EXERCISE INSTRUCTIONS:
Select every line containing the word "debt" from the material, and copy those lines.

····················

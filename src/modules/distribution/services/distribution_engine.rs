use std::collections::HashMap;

use rust_decimal::Decimal;
use tracing::{debug, warn};

use crate::core::{money, AppError, Result};
use crate::modules::distribution::models::{
    DistributionMode, DistributionPreview, SaleDistributionItem,
};
use crate::modules::installments::models::SaleGroup;

/// Computes how a single payment amount is allocated across a client's sales
///
/// Automatic mode walks sales smallest-pending-first so near-complete sales
/// settle first, maximizing the count of sales fully closed per payment.
/// Manual mode trusts caller-supplied per-sale targets and only exposes the
/// resulting totals for consistency validation before commit.
pub struct DistributionEngine;

impl DistributionEngine {
    /// Compute a distribution preview for `amount` over `sales`
    ///
    /// A non-positive amount yields an empty preview, signaling the caller
    /// to block submission. Excess beyond the total outstanding debt is
    /// surfaced as `unapplied_remainder`, never auto-applied.
    pub fn compute(
        sales: &[SaleGroup],
        amount: Decimal,
        mode: DistributionMode,
        manual_overrides: Option<&HashMap<String, Decimal>>,
    ) -> Result<DistributionPreview> {
        if amount <= Decimal::ZERO {
            debug!(%amount, "Non-positive payment amount, returning empty distribution");
            return Ok(DistributionPreview::empty(amount, mode));
        }

        match mode {
            DistributionMode::Automatic => Ok(Self::compute_automatic(sales, amount)),
            DistributionMode::Manual => {
                let overrides = manual_overrides.ok_or_else(|| {
                    AppError::validation("Manual distribution requires per-sale overrides")
                })?;
                Self::compute_manual(sales, amount, overrides)
            }
        }
    }

    /// Greedy allocation, smallest pending balance first
    ///
    /// Ties keep the original fetch order (stable sort). Fully settled
    /// sales produce no entry.
    fn compute_automatic(sales: &[SaleGroup], amount: Decimal) -> DistributionPreview {
        let mut ordered: Vec<&SaleGroup> = sales.iter().collect();
        ordered.sort_by_key(|sale| sale.pending_value());

        let mut items = Vec::new();
        let mut remaining_amount = amount;

        for sale in ordered {
            if remaining_amount <= Decimal::ZERO {
                break;
            }

            let pending = sale.pending_value();
            if pending <= Decimal::ZERO {
                continue;
            }

            let current_received = sale.total_received();
            let applied = remaining_amount.min(pending);

            items.push(SaleDistributionItem {
                sale_number: sale.sale_number.clone(),
                client_document: sale.client_document.clone(),
                pending_before: pending,
                current_received,
                applied_amount: applied,
                new_received: current_received + applied,
            });

            remaining_amount -= applied;
        }

        let total_distributed: Decimal = items.iter().map(|i| i.applied_amount).sum();
        let unapplied_remainder = remaining_amount.max(Decimal::ZERO);

        if unapplied_remainder > Decimal::ZERO {
            warn!(
                %amount,
                %unapplied_remainder,
                "Payment exceeds total outstanding debt, excess left unapplied"
            );
        }

        DistributionPreview {
            amount,
            mode: DistributionMode::Automatic,
            items,
            total_distributed,
            unapplied_remainder,
        }
    }

    /// Caller-directed allocation: each override sets a target received
    /// amount for one sale
    ///
    /// No greedy ordering is enforced; entries follow the original sale
    /// order. A target below the sale's current received total would
    /// decrease a balance and is rejected as malformed.
    fn compute_manual(
        sales: &[SaleGroup],
        amount: Decimal,
        overrides: &HashMap<String, Decimal>,
    ) -> Result<DistributionPreview> {
        for sale_number in overrides.keys() {
            if !sales.iter().any(|s| &s.sale_number == sale_number) {
                return Err(AppError::validation(format!(
                    "Manual override references unknown sale {}",
                    sale_number
                )));
            }
        }

        let mut items = Vec::new();

        for sale in sales {
            let Some(target) = overrides.get(&sale.sale_number) else {
                continue;
            };

            let current_received = sale.total_received();
            let applied = money::round(target - current_received);

            if applied < Decimal::ZERO {
                return Err(AppError::validation(format!(
                    "Manual override for sale {} is below its received total ({} < {})",
                    sale.sale_number, target, current_received
                )));
            }

            if applied == Decimal::ZERO {
                continue;
            }

            items.push(SaleDistributionItem {
                sale_number: sale.sale_number.clone(),
                client_document: sale.client_document.clone(),
                pending_before: sale.pending_value(),
                current_received,
                applied_amount: applied,
                new_received: current_received + applied,
            });
        }

        let total_distributed: Decimal = items.iter().map(|i| i.applied_amount).sum();

        Ok(DistributionPreview {
            amount,
            mode: DistributionMode::Manual,
            items,
            total_distributed,
            unapplied_remainder: (amount - total_distributed).max(Decimal::ZERO),
        })
    }
}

····················

EXERCISE SOLUTION:
    /// to block submission. Excess beyond the total outstanding debt is
                "Payment exceeds total outstanding debt, excess left unapplied"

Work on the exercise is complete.